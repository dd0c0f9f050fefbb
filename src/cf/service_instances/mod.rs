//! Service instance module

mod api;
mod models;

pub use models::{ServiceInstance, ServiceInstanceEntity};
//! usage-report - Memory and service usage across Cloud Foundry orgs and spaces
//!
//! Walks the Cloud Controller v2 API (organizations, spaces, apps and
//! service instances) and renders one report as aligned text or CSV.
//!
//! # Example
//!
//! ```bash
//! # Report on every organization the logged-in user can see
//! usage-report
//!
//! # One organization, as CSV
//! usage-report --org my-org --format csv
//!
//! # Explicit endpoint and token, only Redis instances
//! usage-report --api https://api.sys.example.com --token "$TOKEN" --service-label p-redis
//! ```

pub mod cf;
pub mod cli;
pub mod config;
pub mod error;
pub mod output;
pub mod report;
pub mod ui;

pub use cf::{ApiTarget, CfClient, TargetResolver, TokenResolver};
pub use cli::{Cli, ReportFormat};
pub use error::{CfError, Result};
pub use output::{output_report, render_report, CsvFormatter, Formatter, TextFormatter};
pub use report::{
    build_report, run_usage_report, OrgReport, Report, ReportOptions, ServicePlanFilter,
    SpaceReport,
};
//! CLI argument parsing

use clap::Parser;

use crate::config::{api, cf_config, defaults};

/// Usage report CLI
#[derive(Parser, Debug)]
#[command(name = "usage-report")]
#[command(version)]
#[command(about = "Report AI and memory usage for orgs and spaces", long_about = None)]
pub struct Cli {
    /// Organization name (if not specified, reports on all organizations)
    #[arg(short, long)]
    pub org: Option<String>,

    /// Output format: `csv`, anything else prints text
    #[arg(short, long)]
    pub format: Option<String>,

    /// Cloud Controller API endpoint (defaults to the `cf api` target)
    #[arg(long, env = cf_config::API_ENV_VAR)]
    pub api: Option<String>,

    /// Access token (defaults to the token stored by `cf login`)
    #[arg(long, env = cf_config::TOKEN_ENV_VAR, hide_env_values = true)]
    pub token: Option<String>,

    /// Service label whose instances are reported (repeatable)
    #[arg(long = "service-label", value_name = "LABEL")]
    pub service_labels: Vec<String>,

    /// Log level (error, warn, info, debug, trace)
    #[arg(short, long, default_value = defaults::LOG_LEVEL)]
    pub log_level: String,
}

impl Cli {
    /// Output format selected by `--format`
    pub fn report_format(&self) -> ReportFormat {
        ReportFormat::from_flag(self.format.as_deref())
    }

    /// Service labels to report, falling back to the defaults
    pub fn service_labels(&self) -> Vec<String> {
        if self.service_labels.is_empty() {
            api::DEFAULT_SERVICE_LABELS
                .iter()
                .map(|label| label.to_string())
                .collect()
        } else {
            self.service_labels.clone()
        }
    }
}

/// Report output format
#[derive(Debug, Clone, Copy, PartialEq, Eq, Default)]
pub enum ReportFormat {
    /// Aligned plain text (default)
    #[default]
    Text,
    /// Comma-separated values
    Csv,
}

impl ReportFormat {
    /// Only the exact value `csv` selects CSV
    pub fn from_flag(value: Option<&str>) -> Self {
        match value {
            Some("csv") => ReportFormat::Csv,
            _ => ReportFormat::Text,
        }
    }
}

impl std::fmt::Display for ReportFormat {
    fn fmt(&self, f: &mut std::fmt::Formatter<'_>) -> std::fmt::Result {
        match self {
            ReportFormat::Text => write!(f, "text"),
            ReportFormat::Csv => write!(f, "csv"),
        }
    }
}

AIM OF THE TASK:
All of the entries above need to be set down again exactly.

TASK RESPONSE:
repository dd0c0f9f050fefbb
filename src/cf/service_instances/mod.rs
//! Service instance module

mod api;
mod models;

pub use models::{ServiceInstance, ServiceInstanceEntity};
//! usage-report - Memory and service usage across Cloud Foundry orgs and spaces
//!
//! Walks the Cloud Controller v2 API (organizations, spaces, apps and
//! service instances) and renders one report as aligned text or CSV.
//!
//! # Example
//!
//! ```bash
//! # Report on every organization the logged-in user can see
//! usage-report
//!
//! # One organization, as CSV
//! usage-report --org my-org --format csv
//!
//! # Explicit endpoint and token, only Redis instances
//! usage-report --api https://api.sys.example.com --token "$TOKEN" --service-label p-redis
//! ```

pub mod cf;
pub mod cli;
pub mod config;
pub mod error;
pub mod output;
pub mod report;
pub mod ui;

pub use cf::{ApiTarget, CfClient, TargetResolver, TokenResolver};
pub use cli::{Cli, ReportFormat};
pub use error::{CfError, Result};
pub use output::{output_report, render_report, CsvFormatter, Formatter, TextFormatter};
pub use report::{
    build_report, run_usage_report, OrgReport, Report, ReportOptions, ServicePlanFilter,
    SpaceReport,
};
//! CLI argument parsing

use clap::Parser;

use crate::config::{api, cf_config, defaults};

/// Usage report CLI
#[derive(Parser, Debug)]
#[command(name = "usage-report")]
#[command(version)]
#[command(about = "Report AI and memory usage for orgs and spaces", long_about = None)]
pub struct Cli {
    /// Organization name (if not specified, reports on all organizations)
    #[arg(short, long)]
    pub org: Option<String>,

    /// Output format: `csv`, anything else prints text
    #[arg(short, long)]
    pub format: Option<String>,

    /// Cloud Controller API endpoint (defaults to the `cf api` target)
    #[arg(long, env = cf_config::API_ENV_VAR)]
    pub api: Option<String>,

    /// Access token (defaults to the token stored by `cf login`)
    #[arg(long, env = cf_config::TOKEN_ENV_VAR, hide_env_values = true)]
    pub token: Option<String>,

    /// Service label whose instances are reported (repeatable)
    #[arg(long = "service-label", value_name = "LABEL")]
    pub service_labels: Vec<String>,

    /// Log level (error, warn, info, debug, trace)
    #[arg(short, long, default_value = defaults::LOG_LEVEL)]
    pub log_level: String,
}

impl Cli {
    /// Output format selected by `--format`
    pub fn report_format(&self) -> ReportFormat {
        ReportFormat::from_flag(self.format.as_deref())
    }

    /// Service labels to report, falling back to the defaults
    pub fn service_labels(&self) -> Vec<String> {
        if self.service_labels.is_empty() {
            api::DEFAULT_SERVICE_LABELS
                .iter()
                .map(|label| label.to_string())
                .collect()
        } else {
            self.service_labels.clone()
        }
    }
}

/// Report output format
#[derive(Debug, Clone, Copy, PartialEq, Eq, Default)]
pub enum ReportFormat {
    /// Aligned plain text (default)
    #[default]
    Text,
    /// Comma-separated values
    Csv,
}

impl ReportFormat {
    /// Only the exact value `csv` selects CSV
    pub fn from_flag(value: Option<&str>) -> Self {
        match value {
            Some("csv") => ReportFormat::Csv,
            _ => ReportFormat::Text,
        }
    }
}

impl std::fmt::Display for ReportFormat {
    fn fmt(&self, f: &mut std::fmt::Formatter<'_>) -> std::fmt::Result {
        match self {
            ReportFormat::Text => write!(f, "text"),
            ReportFormat::Csv => write!(f, "csv"),
        }
    }
}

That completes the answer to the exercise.